Exercise input START
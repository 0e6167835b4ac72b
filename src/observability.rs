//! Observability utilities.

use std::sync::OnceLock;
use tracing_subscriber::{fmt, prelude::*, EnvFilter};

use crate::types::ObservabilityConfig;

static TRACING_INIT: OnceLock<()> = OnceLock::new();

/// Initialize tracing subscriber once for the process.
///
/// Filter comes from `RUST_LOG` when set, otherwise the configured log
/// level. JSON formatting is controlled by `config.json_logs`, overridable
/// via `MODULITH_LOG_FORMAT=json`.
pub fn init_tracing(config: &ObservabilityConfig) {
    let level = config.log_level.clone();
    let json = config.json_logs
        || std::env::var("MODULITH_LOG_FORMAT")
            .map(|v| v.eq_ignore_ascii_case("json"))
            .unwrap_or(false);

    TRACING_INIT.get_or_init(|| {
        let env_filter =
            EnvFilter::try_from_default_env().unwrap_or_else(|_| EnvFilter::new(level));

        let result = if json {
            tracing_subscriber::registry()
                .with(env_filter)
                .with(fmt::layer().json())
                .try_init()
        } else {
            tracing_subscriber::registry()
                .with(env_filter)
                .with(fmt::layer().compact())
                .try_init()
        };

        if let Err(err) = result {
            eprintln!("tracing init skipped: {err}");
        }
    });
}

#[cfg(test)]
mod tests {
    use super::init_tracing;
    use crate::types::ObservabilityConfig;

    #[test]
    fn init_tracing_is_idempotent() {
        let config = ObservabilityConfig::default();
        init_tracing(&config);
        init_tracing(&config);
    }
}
Exercise input END
Exercise input START
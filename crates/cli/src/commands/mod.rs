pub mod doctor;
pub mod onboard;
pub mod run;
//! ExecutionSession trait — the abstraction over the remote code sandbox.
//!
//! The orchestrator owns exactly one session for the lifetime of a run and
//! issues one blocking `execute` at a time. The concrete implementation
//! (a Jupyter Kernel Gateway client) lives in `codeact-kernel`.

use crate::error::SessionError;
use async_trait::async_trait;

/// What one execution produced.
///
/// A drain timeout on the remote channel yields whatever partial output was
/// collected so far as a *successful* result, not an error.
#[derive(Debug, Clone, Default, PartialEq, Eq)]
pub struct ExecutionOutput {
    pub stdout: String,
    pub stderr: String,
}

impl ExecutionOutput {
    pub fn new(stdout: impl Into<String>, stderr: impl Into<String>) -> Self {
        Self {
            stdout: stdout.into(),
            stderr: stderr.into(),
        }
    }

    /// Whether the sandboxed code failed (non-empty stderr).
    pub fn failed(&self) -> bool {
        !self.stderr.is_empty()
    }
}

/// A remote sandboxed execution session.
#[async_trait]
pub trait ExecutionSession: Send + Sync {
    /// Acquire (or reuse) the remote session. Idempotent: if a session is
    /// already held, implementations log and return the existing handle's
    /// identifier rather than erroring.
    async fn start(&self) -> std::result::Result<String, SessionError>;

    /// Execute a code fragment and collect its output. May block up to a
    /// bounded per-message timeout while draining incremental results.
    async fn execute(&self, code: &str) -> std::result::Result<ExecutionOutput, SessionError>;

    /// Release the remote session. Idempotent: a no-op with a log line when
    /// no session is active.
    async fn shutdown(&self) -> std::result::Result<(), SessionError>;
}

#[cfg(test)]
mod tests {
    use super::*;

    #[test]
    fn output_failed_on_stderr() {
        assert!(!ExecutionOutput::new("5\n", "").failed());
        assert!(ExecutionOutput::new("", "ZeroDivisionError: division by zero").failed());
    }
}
Exercise input END
Above are the records; repeat exactly the lines from the one holding "repository 0e6167835b4ac72b" down to the one holding "for the process.", end lines included.

repository 0e6167835b4ac72b
filename src/observability.rs
//! Observability utilities.

use std::sync::OnceLock;
use tracing_subscriber::{fmt, prelude::*, EnvFilter};

use crate::types::ObservabilityConfig;

static TRACING_INIT: OnceLock<()> = OnceLock::new();

/// Initialize tracing subscriber once for the process.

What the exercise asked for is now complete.